• U.S.

The Press: Good-Will Edition

2 minute read
TIME

An outstandingly successful phenomenon of U. S. publishing is Reader’s Digest, which was modestly launched 18 years ago—with the idea of reprinting condensations of worthwhile articles—and today has a circulation of 3,200,000 copies. With no advertising but with a simple format and a substantial price (25¢ a copy) it became a highly profitable enterprise in the hands of its editor-owners DeWitt and Lila Bell Acheson Wallace.

From their profits as the years went by, Mr. & Mrs. Wallace not only increased the thickness of Reader’s Digest. They began making substantial payments to magazines whose articles they reprinted, began sending extra checks to the authors of those articles and finally even commissioned free-lance writers to prepare original articles which they either printed or presented to other magazines and “reprinted.”

Reader’s Digest went further and began publishing Braille and phonographic editions of itself for the blind. Since Reader’s Digest pays over the entire subscription price of these editions (paid for, in many cases, by regular subscribers) to the American Printing House for the Blind, Inc., it amounts to a philanthropic enterprise.

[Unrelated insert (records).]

//! Subject, object and complement chains: `pi` regrouping and `en` coordination.

use sona_protocol::Particle;
use tracing::debug;

use crate::ast::{Chain, ChainLink, ComplexChain};
use crate::context::Context;
use crate::error::{ParseError, ParseResult};
use crate::phrase::headed_phrase;
use crate::split::split_dropping;
use crate::token::{contains, fragment, Token};

/// `jan pi ma suli` -> a pi chain of headed phrases. Memoized by text.
pub(crate) fn resolve_pi_chain(ctx: &mut Context<'_>, tokens: &[Token<'_>]) -> ParseResult<Chain> {
    if tokens.is_empty() {
        return Err(ParseError::EmptyArgument { stage: "pi chain" });
    }
    if contains(tokens, Particle::La) {
        return Err(ParseError::ParticleInChain {
            particle: Particle::La,
            stage: "pi chain",
            fragment: fragment(tokens),
        });
    }

    let key = fragment(tokens);
    if let Some(chain) = ctx.cache.chain(&key) {
        return Ok(chain);
    }

    let phrases = split_dropping(tokens, |t| t.is(Particle::Pi))
        .into_iter()
        .map(|piece| headed_phrase(ctx, piece))
        .collect::<ParseResult<Vec<_>>>()?;
    let chain = Chain::new(Particle::Pi, phrases)?;

    ctx.cache.remember_chain(key, &chain);
    Ok(chain)
}

/// Resolves a subject-like span: coordination first, then modification.
///
/// `kule pi walo en pimeja` leaves a single bare word after the final `pi` when read
/// that way, which is rejected; with an `en` present the span is re-read as
/// modification of a coordination (`kule pi [walo en pimeja]`) instead.
pub(crate) fn resolve_coordination(ctx: &mut Context<'_>, tokens: &[Token<'_>]) -> ParseResult<ComplexChain> {
    if tokens.is_empty() {
        return Err(ParseError::EmptyArgument { stage: "coordination chain" });
    }
    for particle in [Particle::La, Particle::Li] {
        if contains(tokens, particle) {
            return Err(ParseError::ParticleInChain {
                particle,
                stage: "coordination chain",
                fragment: fragment(tokens),
            });
        }
    }

    let chain = coordinate_then_modify(ctx, tokens)?;
    match check_final_modifier(ctx, &chain, tokens) {
        Ok(()) => Ok(chain),
        Err(violation) if contains(tokens, Particle::En) => {
            debug!(fragment = %fragment(tokens), %violation, "retrying as modification of a coordination");
            modify_then_coordinate(ctx, tokens)
        }
        Err(violation) => Err(violation),
    }
}

/// `A pi B en C pi D` -> en[ pi[A, B], pi[C, D] ]
fn coordinate_then_modify(ctx: &mut Context<'_>, tokens: &[Token<'_>]) -> ParseResult<ComplexChain> {
    let mut coordinated = Vec::new();
    for piece in split_dropping(tokens, |t| t.is(Particle::En)) {
        if piece.is_empty() {
            continue;
        }
        let modified = split_dropping(piece, |t| t.is(Particle::Pi))
            .into_iter()
            .map(|part| resolve_pi_chain(ctx, part).map(ChainLink::Simple))
            .collect::<ParseResult<Vec<_>>>()?;
        coordinated.push(ChainLink::Complex(ComplexChain::new(Particle::Pi, modified)?));
    }
    ComplexChain::new(Particle::En, coordinated)
}

/// `A pi B en C` -> pi[ en[A], en[B, C] ]. Not re-validated.
fn modify_then_coordinate(ctx: &mut Context<'_>, tokens: &[Token<'_>]) -> ParseResult<ComplexChain> {
    let mut modified = Vec::new();
    for piece in split_dropping(tokens, |t| t.is(Particle::Pi)) {
        if piece.is_empty() {
            continue;
        }
        let mut coordinated = Vec::new();
        for part in split_dropping(piece, |t| t.is(Particle::En)) {
            if part.is_empty() {
                continue;
            }
            coordinated.push(ChainLink::Simple(resolve_pi_chain(ctx, part)?));
        }
        modified.push(ChainLink::Complex(ComplexChain::new(Particle::En, coordinated)?));
    }
    ComplexChain::new(Particle::Pi, modified)
}

/// The last `pi` of the first coordinated piece must introduce at least two words.
/// A multi-character Poman numeral (`pi #ATLW`) counts as enough.
fn check_final_modifier(ctx: &Context<'_>, chain: &ComplexChain, tokens: &[Token<'_>]) -> ParseResult<()> {
    let Some(ChainLink::Complex(first)) = chain.links().first() else {
        return Ok(());
    };
    if first.links().len() < 2 {
        return Ok(());
    }
    let Some(word) = first.links().last().and_then(ChainLink::single_word) else {
        return Ok(());
    };

    let text = word.as_str();
    if ctx.lexicon.is_numeral_literal(text) && text.trim_start_matches('#').chars().count() > 1 {
        return Ok(());
    }
    Err(ParseError::DanglingModifier {
        fragment: fragment(tokens),
    })
}

#[cfg(test)]
mod tests {
    use super::*;
    use crate::cache::ParseCache;
    use crate::error::ErrorKind;
    use crate::parser::tokenize;
    use proptest::prelude::*;
    use sona_protocol::{Dialect, Vocabulary};

    fn resolve(text: &str) -> ParseResult<ComplexChain> {
        let vocabulary = Vocabulary::builtin();
        let mut cache = ParseCache::new();
        let mut ctx = Context {
            lexicon: &vocabulary,
            dialect: Dialect::default(),
            cache: &mut cache,
        };
        resolve_coordination(&mut ctx, &tokenize(text))
    }

    #[test]
    fn test_coordination_nests_pi_inside_en() {
        let chain = resolve("jan pi ma suli en soweli").unwrap();

        assert_eq!(chain.particle(), Particle::En);
        assert_eq!(chain.links().len(), 2);
        match &chain.links()[0] {
            ChainLink::Complex(pi) => {
                assert_eq!(pi.particle(), Particle::Pi);
                assert_eq!(pi.links().len(), 2);
            }
            other => panic!("Expected a pi group, got {:?}", other),
        }
        assert_eq!(chain.to_string(), "jan pi ma suli en soweli");
    }

    #[test]
    fn test_dangling_modifier_is_rejected() {
        let err = resolve("kule pi walo").unwrap_err();
        assert!(matches!(err, ParseError::DanglingModifier { .. }));
        assert_eq!(err.kind(), ErrorKind::Syntax);
    }

    #[test]
    fn test_dangling_modifier_falls_back_to_modification_first() {
        let chain = resolve("kule pi walo en pimeja").unwrap();

        assert_eq!(chain.particle(), Particle::Pi);
        assert_eq!(chain.links().len(), 2);
        match &chain.links()[1] {
            ChainLink::Complex(en) => {
                assert_eq!(en.particle(), Particle::En);
                assert_eq!(en.links().len(), 2);
            }
            other => panic!("Expected an en group, got {:?}", other),
        }
    }

    #[test]
    fn test_poman_numeral_may_stand_alone_after_pi() {
        assert!(resolve("tomo pi #ATLW").is_ok());
        assert!(matches!(resolve("tomo pi #A"), Err(ParseError::DanglingModifier { .. })));
    }

    #[test]
    fn test_compound_after_pi_is_not_a_single_word() {
        assert!(resolve("jan pi tomo tawa").is_ok());
    }

    #[test]
    fn test_predicate_markers_are_rejected() {
        let err = resolve("mi li moku").unwrap_err();
        assert_eq!(err.kind(), ErrorKind::Argument);
        assert!(matches!(resolve(""), Err(ParseError::EmptyArgument { .. })));
    }

    #[test]
    fn test_pi_chain_is_cached() {
        let vocabulary = Vocabulary::builtin();
        let mut cache = ParseCache::new();
        let tokens = tokenize("jan pi ma suli");
        {
            let mut ctx = Context {
                lexicon: &vocabulary,
                dialect: Dialect::default(),
                cache: &mut cache,
            };
            let first = resolve_pi_chain(&mut ctx, &tokens).unwrap();
            let second = resolve_pi_chain(&mut ctx, &tokens).unwrap();
            assert_eq!(first, second);
        }
        assert_eq!(cache.hits(), 1);
    }

    fn all_links_present(chain: &ComplexChain) -> bool {
        !chain.links().is_empty()
            && chain.links().iter().all(|link| match link {
                ChainLink::Simple(simple) => !simple.phrases().is_empty(),
                ChainLink::Complex(complex) => all_links_present(complex),
            })
    }

    proptest! {
        #[test]
        fn test_coordination_is_never_empty(
            words in prop::collection::vec(
                prop::sample::select(vec!["jan", "pona", "soweli", "walo", "pi", "en", "#ATLW"]),
                0..8,
            )
        ) {
            let text = words.join(" ");
            if let Ok(chain) = resolve(&text) {
                prop_assert!(all_links_present(&chain), "'{}' -> {:?}", text, chain);
            }
        }
    }
}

Last week Reader’s Digest announced that it would put out still another edition as a matter of public service. Because many a foreign reader had written in saying that the magazine gave him a new understanding of U. S. life and motives, Editor Wallace decided to publish a special edition in Spanish to promote good will among the American republics—a project which won enthusiastic approval from the State Department.

The Spanish edition will include some articles from Latin-American periodicals. To promote circulation its subscription price will be only $1 a year (price of the U. S. edition: $3), not enough to cover printing and distribution costs. Unlike the U. S. edition, however, the Spanish edition will take advertising. But even with advertising, it is expected to lose $35,000 to $50,000 the first year and, even if it eventually attains a circulation of 200,000 or more, is never expected to make ends meet.

Said Secretary of State Cordell Hull: “I am pleased. . . .”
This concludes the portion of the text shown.